*AIM OF THE EXERCISE:*
Nothing in the data may be altered; restate all of it exactly.

Data items
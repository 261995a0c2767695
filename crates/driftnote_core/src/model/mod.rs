//! Workspace domain model.
//!
//! # Responsibility
//! - Define notes, their palette and geometry helpers.
//! - Hold the canonical note collection ([`workspace::Workspace`]).
//!
//! # Invariants
//! - Every note is identified by a stable `NoteId`.
//! - Deletion is a hard removal; ids are never recycled.

pub mod geometry;
pub mod note;
pub mod prefs;
pub mod workspace;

*ANSWER AREA:*
repository 261995a0c2767695
filename crates/driftnote_core/src/model/mod.rs
//! Workspace domain model.
//!
//! # Responsibility
//! - Define notes, their palette and geometry helpers.
//! - Hold the canonical note collection ([`workspace::Workspace`]).
//!
//! # Invariants
//! - Every note is identified by a stable `NoteId`.
//! - Deletion is a hard removal; ids are never recycled.

pub mod geometry;
pub mod note;
pub mod prefs;
pub mod workspace;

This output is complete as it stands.